I'd now like to turn the conference over to your host, Mr. Chris Gordon, Director of Investor Relations.

Please go ahead, sir.

Chris Gordon

Thank you, Ally, and good morning. Welcome to our earnings call for the second quarter of fiscal 2013, which ended March 31.

After the market closed yesterday, we issued our earnings press release for the fiscal second quarter of 2013. This document is available on our website, and the information in it may be useful for today's call.

With me on the call are Hillenbrand President and Chief Executive Officer, Ken Camp; and Chief Financial Officer, Cindy Lucchese. During the course of today's conference call and the question-and-answer session that follows, we may make projections or other forward-looking statements that are subject to the Safe Harbor provisions of the securities laws regarding future events or the financial performance of the company.

We caution you that these statements are only our view of the future and that actual results may differ materially. We also alert you to the risks described in the documents we filed with the Securities and Exchange Commission such as our annual and quarterly reports on Form 10-K and 10-Q.

We do not undertake any obligation to update or correct any forward-looking statements. Now let me provide some information regarding our call.

We scheduled 1 hour, and we'll start with prepared remarks from Ken and Cindy that should last approximately 20 minutes. Ken will start with an overview of the business for the past quarter, and Cindy will follow with financial results.

Ken will wrap up the prepared portion of the call with some closing comments. After that, we'll move directly to Q&A when we'll be joined by Batesville President, Kim Dennis; and Process Equipment Group President, Joe Raver.

If you have follow-up questions after the call has ended, please feel free to call me at (812) 931-5001 or email me at [email protected]. Now it's my pleasure to turn the call over to Ken Camp, Hillenbrand's President and Chief Executive Officer.

Ken?

Kenneth A. Camp

Thanks, Chris. Good morning, everyone, and thank you for joining us today.

One thing that is evident from our results this quarter is the value of diversification in our portfolio. This year, Batesville is performing very well and Coperion added nicely to our revenue and bottom line, and that performance helped offset the decline in our other Process Equipment Group businesses driven by softness in a couple of specific markets, which we'll talk about.

Overall, we had strong results with growth of more than 50% over last year. The Coperion acquisition was the largest driver of this growth, but I'm pleased to report another quarter of solid performance for Batesville, helped as well.

From a bottom line perspective, adjusted EBITDA increased 10%, and you may recall this metric is one of the most important metrics we use to assess bottom line performance since it corrects for the effects of acquisition accounting and provides a clearer and more consistent picture of the performance of our ongoing operations. Cindy will provide us more details regarding the financial results later in this morning's call.

I'll start my discussion with the performance of the Process Equipment Group. This is the first time, as I said, that Coperion is reflected in our results for the entire quarter, and they added nicely to both our revenue and bottom line, representing significant revenue growth.

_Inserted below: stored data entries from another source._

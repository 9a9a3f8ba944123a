use std::sync::atomic::{AtomicBool, AtomicU64, Ordering};
use std::sync::Mutex;
use std::time::{Duration, Instant};

use crate::config;

/// Adaptive back-off used by an idle event loop between empty polls.
///
/// `pause()` is only ever called by the loop's own thread; `unpause()` may be
/// called from any thread and must never be lost, even when it races with a
/// `pause()` that is about to go to sleep.
pub trait Pauser: Send + Sync {
    /// Block the calling thread until work is signalled or the current
    /// back-off elapses. `max` caps the sleep regardless of how far the
    /// back-off has ramped.
    fn pause(&self, max: Duration);

    /// Wake a paused thread. Idempotent and safe from any thread.
    fn unpause(&self);

    /// Collapse the back-off after useful work was done.
    fn reset(&self);

    /// Rolling counters for periodic reporting.
    fn stats(&self) -> PauseStats;
}

/// Counters accumulated by a pauser over its lifetime.
#[derive(Debug, Clone, Copy, PartialEq, Eq, Default)]
pub struct PauseStats {
    /// Number of `pause()` calls that reached the timed-park phase.
    pub pauses: u64,
    /// Number of `unpause()` calls.
    pub unpauses: u64,
    /// Cumulative time spent parked.
    pub time_paused: Duration,
}

/// A pauser that spins, then yields, then parks for geometrically increasing
/// intervals up to a ceiling.
///
/// An `unpause()` observed during any phase makes `pause()` return
/// immediately and collapses the back-off to its minimum. The wake protocol
/// follows the usual ready-flag-plus-unpark rule: the flag is set before the
/// sleeper is unparked, and an unpark that arrives before the park makes the
/// park return immediately, so no wake is lost.
pub struct LongPauser {
    busy_spins: u32,
    yield_spins: u32,
    min_pause: Duration,
    max_pause: Duration,
    /// Next park length in nanoseconds. Only the pausing thread writes it.
    current_ns: AtomicU64,
    /// Set by `unpause()`, consumed by the pausing thread.
    ready: AtomicBool,
    /// The thread to unpark. Registered by the pausing thread before it
    /// checks `ready` for the last time.
    sleeper: Mutex<Option<std::thread::Thread>>,
    pauses: AtomicU64,
    unpauses: AtomicU64,
    paused_ns: AtomicU64,
}

impl LongPauser {
    pub fn new(busy_spins: u32, yield_spins: u32, min_pause: Duration, max_pause: Duration) -> Self {
        assert!(min_pause <= max_pause);
        assert!(!min_pause.is_zero());
        Self {
            busy_spins,
            yield_spins,
            min_pause,
            max_pause,
            current_ns: AtomicU64::new(min_pause.as_nanos() as u64),
            ready: AtomicBool::new(false),
            sleeper: Mutex::new(None),
            pauses: AtomicU64::new(0),
            unpauses: AtomicU64::new(0),
            paused_ns: AtomicU64::new(0),
        }
    }

    /// The profile used by a group's core loop: a long spin phase and a
    /// short park ceiling, widened when debugging so the loop does not churn
    /// under a stopped process.
    pub fn balanced() -> Self {
        let max_pause = if config::debug_mode() {
            Duration::from_millis(200)
        } else {
            Duration::from_millis(20)
        };
        Self::new(1000, 200, Duration::from_micros(250), max_pause)
    }

    /// The profile used by replication and concurrent loops: half the spin
    /// counts of [`balanced`](Self::balanced), ceiling taken from
    /// `REPLICATION_EVENT_PAUSE_TIME`.
    pub fn replication() -> Self {
        Self::new(
            500,
            100,
            Duration::from_micros(250),
            Duration::from_millis(config::replication_event_pause_time_ms()),
        )
    }

    /// A fixed, non-ramping profile: no spinning, constant park interval.
    /// Used by the monitor loop.
    pub fn fixed(interval: Duration) -> Self {
        Self::new(0, 0, interval, interval)
    }

    /// Consume a pending wake, if any.
    fn take_ready(&self) -> bool {
        self.ready
            .compare_exchange(true, false, Ordering::Acquire, Ordering::Relaxed)
            .is_ok()
    }
}

impl Pauser for LongPauser {
    fn pause(&self, max: Duration) {
        for _ in 0..self.busy_spins {
            if self.take_ready() {
                self.reset();
                return;
            }
            std::hint::spin_loop();
        }
        for _ in 0..self.yield_spins {
            if self.take_ready() {
                self.reset();
                return;
            }
            std::thread::yield_now();
        }

        // Register for wake-up before the final ready check. `unpause()`
        // takes the same lock, so it either sees us here and unparks (the
        // unpark token then short-circuits the park below), or it stored the
        // ready flag early enough for the check below to observe it.
        {
            let mut sleeper = self.sleeper.lock().unwrap();
            let current = std::thread::current();
            if sleeper.as_ref().map(|t| t.id()) != Some(current.id()) {
                *sleeper = Some(current);
            }
        }

        let pause = Duration::from_nanos(self.current_ns.load(Ordering::Relaxed)).min(max);
        let start = Instant::now();
        let mut woken = self.take_ready();
        if !woken {
            std::thread::park_timeout(pause);
            woken = self.take_ready();
        }
        self.pauses.fetch_add(1, Ordering::Relaxed);
        self.paused_ns
            .fetch_add(start.elapsed().as_nanos() as u64, Ordering::Relaxed);

        if woken {
            self.reset();
        } else {
            // timed out with nothing to do: ramp up for next time
            let current = self.current_ns.load(Ordering::Relaxed);
            let next = current
                .saturating_mul(2)
                .min(self.max_pause.as_nanos() as u64);
            self.current_ns.store(next, Ordering::Relaxed);
        }
    }

    fn unpause(&self) {
        self.unpauses.fetch_add(1, Ordering::Relaxed);
        self.ready.store(true, Ordering::Release);
        if let Some(t) = self.sleeper.lock().unwrap().as_ref() {
            t.unpark();
        }
    }

    fn reset(&self) {
        self.current_ns
            .store(self.min_pause.as_nanos() as u64, Ordering::Relaxed);
    }

    fn stats(&self) -> PauseStats {
        PauseStats {
            pauses: self.pauses.load(Ordering::Relaxed),
            unpauses: self.unpauses.load(Ordering::Relaxed),
            time_paused: Duration::from_nanos(self.paused_ns.load(Ordering::Relaxed)),
        }
    }
}

#[cfg(test)]
mod tests {
    use std::sync::Arc;

    use super::*;

    #[test]
    fn test_unpause_wakes_parked_thread() {
        let pauser = Arc::new(LongPauser::fixed(Duration::from_secs(5)));
        let pauser_clone = Arc::clone(&pauser);

        let t = std::thread::spawn(move || {
            let start = Instant::now();
            pauser_clone.pause(Duration::MAX);
            start.elapsed()
        });

        std::thread::sleep(Duration::from_millis(200));
        pauser.unpause();

        let paused = t.join().unwrap();
        assert!(paused < Duration::from_secs(2));
        assert_eq!(pauser.stats().unpauses, 1);
    }

    #[test]
    fn test_unpause_before_pause_is_not_lost() {
        let pauser = LongPauser::fixed(Duration::from_secs(5));
        pauser.unpause();

        let start = Instant::now();
        pauser.pause(Duration::MAX);
        assert!(start.elapsed() < Duration::from_secs(1));
    }

    #[test]
    fn test_max_caps_the_park() {
        let pauser = LongPauser::fixed(Duration::from_secs(5));

        let start = Instant::now();
        pauser.pause(Duration::from_millis(1));
        assert!(start.elapsed() < Duration::from_secs(1));
    }

    #[test]
    fn test_backoff_ramps_and_caps() {
        let pauser = LongPauser::new(0, 0, Duration::from_millis(1), Duration::from_millis(4));

        // 1 + 2 + 4 + 4 + 4 ms of timeouts, nothing ever signalled
        let start = Instant::now();
        for _ in 0..5 {
            pauser.pause(Duration::MAX);
        }
        let elapsed = start.elapsed();

        assert!(elapsed >= Duration::from_millis(10));
        assert!(elapsed < Duration::from_secs(2));

        let stats = pauser.stats();
        assert_eq!(stats.pauses, 5);
        assert!(stats.time_paused >= Duration::from_millis(10));
    }

    #[test]
    fn test_wake_resets_backoff() {
        let pauser = LongPauser::new(0, 0, Duration::from_millis(1), Duration::from_millis(64));

        // ramp up
        for _ in 0..8 {
            pauser.pause(Duration::MAX);
        }
        assert_eq!(pauser.current_ns.load(Ordering::Relaxed), 64_000_000);

        pauser.unpause();
        pauser.pause(Duration::MAX);
        assert_eq!(pauser.current_ns.load(Ordering::Relaxed), 1_000_000);
    }
}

The remainder of the Process Equipment Group was down 18% when compared to 2012 due to a couple of factors, which we anticipated and have reflected in our previous calls. First, after an overheated growth in the frac sand and potash markets last year, there was a softness in these markets this year as things are moving back into balance.

We see this as more of a correction than a substantive shift in market behavior and expect significant long-term growth in both of those segments. Second, there's a natural lumpiness to the capital equipment part of our business, a condition which has been exacerbated by a high degree of economic uncertainty, especially in Europe.

This has resulted in a delay in the timing of delivery dates of ordered and, in many cases, completed products to some customers. We've not experienced any order cancellations and believe the timing issues are the result of customers being slower to bring some production lines onstream.

For the final topic related to the Process Equipment Group, I'll give you a brief summary of how Coperion is doing. Coperion's performance is meeting our expectations in nearly every way.

We're pleased with their top and bottom line contribution in the quarter, and we're encouraged by their strong order level and healthy backlog. In fact, the only area where we've seen a bit of a change is their near-term working capital needs, and Cindy will address that more in her remarks.

Joe Raver and his leadership team are diligently working to realize near-term opportunities for Coperion and our existing companies to work together and are developing the longer-term strategy and unified approach, which we will reveal to you in future calls. We're focused on ensuring the benefits of the acquisition and their fully realized -- to make sure these benefits are fully realized as quickly as possible, and we're optimistic about the strength of the combined entities' ability to generate increased sales and increased operating margins.

While it's still early in the game in our relationship with Coperion, we're very encouraged by the number of quotes, as well as orders placed for Coperion systems that include K-Tron or Rotex equipment. Additionally, Joe's integration team is finalizing their plans to leverage Coperion's footprint in what are new markets for the remainder of the group to accelerate their performance and to reach -- enhance their geographic scope.

And finally, over 100 members of the Process Equipment Group's worldwide management team have been through our concentrated, in-depth lean boot camp. They're already using these lean skills to identify opportunities to increase margins and overall profitability within the business.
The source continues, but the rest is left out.